Tuesday, September 25, 2012

Consolidation Of Federal Biomet Hip Lawsuits?

An attorney for the Rottenstein Law Group attended the conference of the Judicial Panel on Multidistrict Litigation held on Thursday in lower Manhattan to address the merits of consolidation of federal lawsuits by claimants alleging harm caused by metal-on-metal hip implants manufactured by Biomet, Inc.

Several lawyers representing plaintiffs argued in favor of consolidation of the various suits for pretrial proceedings. One lawyer for Biomet argued against consolidation, suggesting that the creation of an MDL case would lead to a greater number of suits filed against the company than there would be otherwise. The judges on the JPML asked each lawyer questions, but gave no indication of how the panel might rule on consolidation.

In 2001, Biomet voluntarily recalled hip prostheses that included a potentially defective component manufactured by another company beginning in 1998. The hip replacement system that Biomet recalled in 2001 uses a zirconia ceramic femoral (thigh bone) head manufactured by St. Gobain Desmarquest, a French company. Several months before Biomet’s recall, the U.S. Food and Drug Administration had mandated a recall of St. Gobain Desmarquest’s femoral heads because they were fracturing at a higher rate than expected in some patients 13 to 27 months after being implanted. Biomet was one of eight U.S. artificial joint manufacturers that voluntarily recalled their hip replacement systems in response to the recall of St. Gobain Desmarquest’s ceramic femoral heads. The events surrounding the FDA’s recall of St. Gobain Desmarquest’s femoral heads, and Biomet’s voluntary recall of the hip implant devices that incorporated those femoral heads, can be found under the “Orthopaedic” section on this page of the FDA’s web site.

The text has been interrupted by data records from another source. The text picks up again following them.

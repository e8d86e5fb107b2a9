//! End-to-end runs against the in-memory fixture engine.

#![cfg(feature = "testkit")]

use postflow_core::entity::Entity;
use postflow_core::testkit::{
    displacement_value, path_seed, FixtureEngine, DISPLACEMENT_COMPONENTS, DISPLACEMENT_NODES,
    DISPLACEMENT_SETS,
};
use postflow_core::{
    DataSources, DataTree, EngineVersion, Error, Field, FieldsContainer, Id, Location,
    MeshedRegion, Operator, PropertyField, Scoping, Server, ServerContext, Workflow,
};

fn server() -> Server {
    let _ = simplelog::SimpleLogger::init(
        simplelog::LevelFilter::Debug,
        simplelog::Config::default(),
    );
    FixtureEngine::new().into_server().unwrap()
}

fn field_with_data(server: &Server, ids: Vec<Id>, data: Vec<f64>) -> Field {
    let field = Field::new(server, Location::Nodal, 1).unwrap();
    let scoping = Scoping::new(server, Location::Nodal).unwrap();
    scoping.set_ids(ids).unwrap();
    field.set_scoping(&scoping).unwrap();
    field.set_data(data).unwrap();
    field
}

#[test]
fn scale_operator_scales_field_data() {
    let server = server();
    let field = field_with_data(&server, vec![1, 2, 3], vec![1.0, 2.0, 3.0]);

    let scale = Operator::new(&server, "scale").unwrap();
    scale.connect(0, &field).unwrap();
    scale.connect(1, 2.5).unwrap();

    let scaled: Field = scale.get_output(0).unwrap();
    assert_eq!(scaled.data().unwrap(), vec![2.5, 5.0, 7.5]);
    assert_eq!(scaled.scoping().unwrap().ids().unwrap(), vec![1, 2, 3]);
}

#[test]
fn named_pins_and_aliases_resolve() {
    let server = server();
    let field = field_with_data(&server, vec![1, 2], vec![3.0, 4.0]);

    let scale = Operator::new(&server, "scale").unwrap();
    scale.connect(0, &field).unwrap();
    // "ponderation" is the deprecated alias of "weights"
    scale.connect_named("ponderation", 2.0).unwrap();
    let scaled: Field = scale.get_output(0).unwrap();
    assert_eq!(scaled.data().unwrap(), vec![6.0, 8.0]);
}

#[test]
fn alias_resolution_needs_a_recent_engine() {
    let server = FixtureEngine::new()
        .with_version(EngineVersion::new(9, 0, 0))
        .into_server()
        .unwrap();
    let field = field_with_data(&server, vec![1], vec![1.0]);

    let scale = Operator::new(&server, "scale").unwrap();
    scale.connect(0, &field).unwrap();
    // the canonical name still routes on the old engine
    scale.connect_named("weights", 2.0).unwrap();
    match scale.connect_named("ponderation", 2.0) {
        Err(Error::VersionNotSupported { required, .. }) => assert_eq!(required, "10.0"),
        other => panic!("expected a version gate, got {:?}", other),
    }
}

#[test]
fn unknown_operators_get_a_nearest_name_hint() {
    let server = server();
    let err = Operator::new(&server, "min_max_fd").unwrap_err();
    assert!(
        err.to_string().contains("min_max_fc"),
        "no hint in: {}",
        err
    );
}

#[test]
fn displacement_chain_matches_the_fixture_formula() {
    let server = server();
    let sources = DataSources::new(&server).unwrap();
    sources.set_result_file_path("/data/model.rst").unwrap();

    let displacement = Operator::new(&server, "displacement").unwrap();
    displacement.connect(4, &sources).unwrap();
    let min_max = Operator::new(&server, "min_max_fc").unwrap();
    min_max.connect(0, displacement.output(0)).unwrap();

    let min: Field = min_max.get_output(0).unwrap();
    let max: Field = min_max.get_output(1).unwrap();

    let seed = path_seed("/data/model.rst");
    let len = DISPLACEMENT_NODES * DISPLACEMENT_COMPONENTS;
    let expected_min: Vec<f64> = (0..len).map(|i| displacement_value(seed, 1, i)).collect();
    let expected_max: Vec<f64> = (0..len)
        .map(|i| displacement_value(seed, DISPLACEMENT_SETS as Id, i))
        .collect();
    assert_eq!(min.data().unwrap(), expected_min);
    assert_eq!(max.data().unwrap(), expected_max);
}

#[test]
fn displacement_honors_a_time_scoping() {
    let server = server();
    let sources = DataSources::new(&server).unwrap();
    sources.set_result_file_path("/data/model.rst").unwrap();
    let time = Scoping::new(&server, Location::TimeFreq).unwrap();
    time.set_ids(vec![3, 7]).unwrap();

    let displacement = Operator::new(&server, "displacement").unwrap();
    displacement.connect(0, &time).unwrap();
    displacement.connect(4, &sources).unwrap();

    let fields: FieldsContainer = displacement.get_output(0).unwrap();
    assert_eq!(fields.len().unwrap(), 2);
    let seed = path_seed("/data/model.rst");
    let set7 = fields.get_field_by_time_id(7).unwrap();
    let expected: Vec<f64> = (0..DISPLACEMENT_NODES * DISPLACEMENT_COMPONENTS)
        .map(|i| displacement_value(seed, 7, i))
        .collect();
    assert_eq!(set7.data().unwrap(), expected);
}

#[test]
fn workflow_exposes_named_pins() {
    let server = server();
    let sources = DataSources::new(&server).unwrap();
    sources.set_result_file_path("/data/model.rst").unwrap();

    let displacement = Operator::new(&server, "displacement").unwrap();
    let norm = Operator::new(&server, "norm_fc").unwrap();
    norm.connect(0, displacement.output(0)).unwrap();

    let workflow = Workflow::new(&server).unwrap();
    workflow
        .set_input_name("data_sources", &displacement, 4)
        .unwrap();
    workflow.set_output_name("norms", &norm, 0).unwrap();
    workflow.connect("data_sources", &sources).unwrap();

    let norms: FieldsContainer = workflow.get_output("norms").unwrap();
    assert_eq!(norms.len().unwrap(), DISPLACEMENT_SETS);

    let names = workflow.operator_names().unwrap();
    assert!(names.contains(&"displacement".to_string()));
    assert!(names.contains(&"norm_fc".to_string()));

    let topology = workflow.topology().unwrap();
    assert_eq!(topology.operator_edges.len(), 1);
    assert_eq!(topology.exposed_inputs.len(), 1);
    assert_eq!(topology.exposed_outputs.len(), 1);
}

#[test]
fn workflow_topology_needs_a_recent_engine() {
    let server = FixtureEngine::new()
        .with_version(EngineVersion::new(9, 0, 0))
        .into_server()
        .unwrap();
    let workflow = Workflow::new(&server).unwrap();
    assert!(matches!(
        workflow.topology(),
        Err(Error::VersionNotSupported { .. })
    ));
}

#[test]
fn recorded_workflow_transfer_is_consumed_once() {
    let server = server();
    let workflow = Workflow::new(&server).unwrap();
    let forward = Operator::new(&server, "forward").unwrap();
    workflow.set_input_name("in", &forward, 0).unwrap();
    workflow.set_output_name("out", &forward, 0).unwrap();

    let id = workflow.record(true).unwrap();
    drop(workflow);
    let restored = Workflow::get_recorded(&server, id).unwrap();
    restored.connect("in", 42 as Id).unwrap();
    assert_eq!(restored.get_output::<Id>("out").unwrap(), 42);
    assert!(Workflow::get_recorded(&server, id).is_err());
}

#[test]
fn recorded_workflow_without_transfer_stays_retrievable() {
    let server = server();
    let workflow = Workflow::new(&server).unwrap();
    let forward = Operator::new(&server, "forward").unwrap();
    workflow.set_input_name("in", &forward, 0).unwrap();
    workflow.set_output_name("out", &forward, 0).unwrap();

    let id = workflow.record(false).unwrap();
    drop(workflow);
    let first = Workflow::get_recorded(&server, id).unwrap();
    let second = Workflow::get_recorded(&server, id).unwrap();
    first.connect("in", 1 as Id).unwrap();
    second.connect("in", 2 as Id).unwrap();
    assert_eq!(second.get_output::<Id>("out").unwrap(), 2);
}

#[test]
fn deep_copy_moves_content_between_servers() {
    let source = server();
    let target = server();
    let field = field_with_data(&source, vec![10, 20], vec![1.5, -2.5]);

    let copy = field.deep_copy(&target).unwrap();
    assert_eq!(copy.data().unwrap(), vec![1.5, -2.5]);
    assert_eq!(copy.scoping().unwrap().ids().unwrap(), vec![10, 20]);

    let again = field.deep_copy(&target).unwrap();
    assert!(copy.content_equals(&again).unwrap());

    again.set_data(vec![1.5, 0.0]).unwrap();
    assert!(!copy.content_equals(&again).unwrap());
}

#[test]
fn content_comparison_rejects_mixed_servers() {
    let a = server();
    let b = server();
    let left = field_with_data(&a, vec![1], vec![1.0]);
    let right = field_with_data(&b, vec![1], vec![1.0]);
    assert!(left.content_equals(&right).is_err());
}

#[test]
fn refused_license_blocks_operator_creation() {
    let server = FixtureEngine::new()
        .with_license(false)
        .into_server()
        .unwrap();
    match Operator::new(&server, "forward") {
        Err(Error::License(message)) => assert!(message.contains("ANSYS_DPF_ACCEPT_LA")),
        other => panic!("expected a license error, got {:?}", other),
    }
}

#[test]
fn premium_operators_need_a_premium_context() {
    let entry = FixtureEngine::new()
        .with_context(ServerContext::Entry)
        .into_server()
        .unwrap();
    assert!(Operator::new(&entry, "accumulate_over_label_fc").is_err());
    assert!(Operator::new(&entry, "forward").is_ok());

    let premium = server();
    assert!(Operator::new(&premium, "accumulate_over_label_fc").is_ok());
}

#[test]
fn closed_sessions_refuse_further_calls() {
    let server = server();
    let field = field_with_data(&server, vec![1], vec![1.0]);
    server.close();
    assert!(server.is_closed());
    assert!(field.data().is_err());
    // dropping wrappers after close must not panic
    drop(field);
}

#[test]
fn face_only_meshes_are_not_empty() {
    let server = server();
    let mesh = MeshedRegion::new(&server).unwrap();
    assert!(mesh.is_empty().unwrap());

    let faces = PropertyField::new(&server, Location::Faces, 1).unwrap();
    faces.set_data(vec![1, 2, 3]).unwrap();
    mesh.set_property_field("faces", &faces).unwrap();

    assert_eq!(mesh.face_count().unwrap(), 3);
    assert!(!mesh.is_empty().unwrap());
}

#[test]
fn unit_setters_are_idempotent() {
    let server = server();
    let field = field_with_data(&server, vec![1], vec![1.0]);

    field.set_unit("m").unwrap();
    field.set_unit("m").unwrap();
    assert_eq!(field.unit().unwrap(), "m");

    field.set_named_unit("ratio", "poisson").unwrap();
    field.set_named_unit("ratio", "poisson").unwrap();
    assert_eq!(field.unit().unwrap(), "ratio:poisson");
}

#[test]
fn named_units_need_a_recent_engine() {
    let server = FixtureEngine::new()
        .with_version(EngineVersion::new(10, 0, 0))
        .into_server()
        .unwrap();
    let field = field_with_data(&server, vec![1], vec![1.0]);

    field.set_unit("Pa").unwrap();
    match field.set_named_unit("ratio", "poisson") {
        Err(Error::VersionNotSupported { required, .. }) => assert_eq!(required, "11.0"),
        other => panic!("expected a version gate, got {:?}", other),
    }
}

#[test]
fn local_field_edits_flush_on_release() {
    let server = server();
    let field = field_with_data(&server, vec![1, 2], vec![0.0, 0.0]);

    let mut local = field.as_local_field().unwrap();
    local.set_data(vec![5.0, 6.0]);
    local.append(&[7.0], 3).unwrap();
    local.release().unwrap();

    assert_eq!(field.data().unwrap(), vec![5.0, 6.0, 7.0]);
    assert_eq!(field.scoping().unwrap().ids().unwrap(), vec![1, 2, 3]);
}

#[test]
fn local_scoping_edits_flush_on_release() {
    let server = server();
    let scoping = Scoping::new(&server, Location::Elemental).unwrap();
    scoping.set_ids(vec![4, 5]).unwrap();

    let mut local = scoping.as_local_scoping().unwrap();
    local.append(6);
    local.set_id(0, 40).unwrap();
    local.release().unwrap();

    assert_eq!(scoping.ids().unwrap(), vec![40, 5, 6]);
}

#[test]
fn data_tree_text_round_trip_is_byte_stable() {
    let server = server();
    let tree = DataTree::new(&server).unwrap();
    tree.set_int("count", 3).unwrap();
    tree.set_double("tolerance", 0.5).unwrap();
    tree.set_string("name", "assembly").unwrap();
    tree.set_int_vec("sets", vec![1, 2, 3]).unwrap();
    let sub = DataTree::new(&server).unwrap();
    sub.set_string("unit", "m").unwrap();
    tree.set_sub_tree("mesh", &sub).unwrap();

    let text = tree.to_txt().unwrap();
    let parsed = DataTree::from_txt(&server, &text).unwrap();
    assert_eq!(parsed.to_txt().unwrap(), text);
    assert_eq!(parsed.get_int("count").unwrap(), 3);
    assert_eq!(parsed.sub_tree("mesh").unwrap().get_string("unit").unwrap(), "m");

    let json = tree.to_json().unwrap();
    let from_json = DataTree::from_json(&server, &json).unwrap();
    assert_eq!(from_json.to_json().unwrap(), json);
}

#[test]
fn text_trees_keep_string_payloads_typed() {
    let server = server();
    let tree = DataTree::new(&server).unwrap();
    tree.set_string("label", "42").unwrap();
    tree.set_string("empty", "").unwrap();
    tree.set_string("joined", "a;b").unwrap();
    tree.set_string_vec("names", vec!["one".to_string()]).unwrap();

    let text = tree.to_txt().unwrap();
    let parsed = DataTree::from_txt(&server, &text).unwrap();
    assert_eq!(parsed.to_txt().unwrap(), text);
    assert_eq!(parsed.get_string("label").unwrap(), "42");
    assert_eq!(parsed.get_string("empty").unwrap(), "");
    assert_eq!(parsed.get_string("joined").unwrap(), "a;b");
    assert_eq!(parsed.get_string_vec("names").unwrap(), vec!["one"]);
}

#[test]
fn collections_reject_foreign_label_spaces() {
    let server = server();
    let fields = FieldsContainer::new(&server, &["time"]).unwrap();
    let field = field_with_data(&server, vec![1], vec![1.0]);

    fields.add(&field, &[("time", 1)]).unwrap();
    assert!(fields.add(&field, &[("zone", 1)]).is_err());
    assert!(fields.get_by_label_space(&[("zone", 1)]).is_err());

    // a lookup on a subset of the labels matches every entry completing it
    assert_eq!(fields.get_by_label_space(&[("time", 1)]).unwrap().len(), 1);
}

#[test]
fn label_catalog_reflects_later_additions() {
    let server = server();
    let fields = FieldsContainer::new(&server, &["time"]).unwrap();
    assert_eq!(fields.labels().unwrap(), vec!["time".to_string()]);
    fields.add_label("zone", 0).unwrap();
    assert_eq!(
        fields.labels().unwrap(),
        vec!["time".to_string(), "zone".to_string()]
    );
}

#[test]
fn derivate_clones_configuration_not_inputs() {
    let server = server();
    let field = field_with_data(&server, vec![1], vec![1.0]);
    let scale = Operator::new(&server, "scale").unwrap();
    scale.connect(0, &field).unwrap();
    scale.connect(1, 2.0).unwrap();

    let fresh = scale.derivate().unwrap();
    // the clone has no inputs connected yet
    assert!(fresh.get_output::<Field>(0).is_err());
    assert_eq!(scale.get_output::<Field>(0).unwrap().data().unwrap(), vec![2.0]);
}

Hip replacement surgery is one of the most common joint replacement procedures performed in the United States, according to the FDA. Many who suffer from osteoarthritis and other conditions find relief after surgery; some, however, have suffered debilitating side effects. Metal-on-metal hip implants have been particularly problematic for patients. Once deemed a technological breakthrough that would extend the lifespan of artificial hip joints, metal-on-metal hip implants often fail at a much higher-than-expected rate. Moreover, the all-metal construction sometimes leads to metallosis, a condition that results when microscopic metal particles shed from the joint become embedded in a recipient’s tissue. These dangers have led recently to numerous hip replacement lawsuits.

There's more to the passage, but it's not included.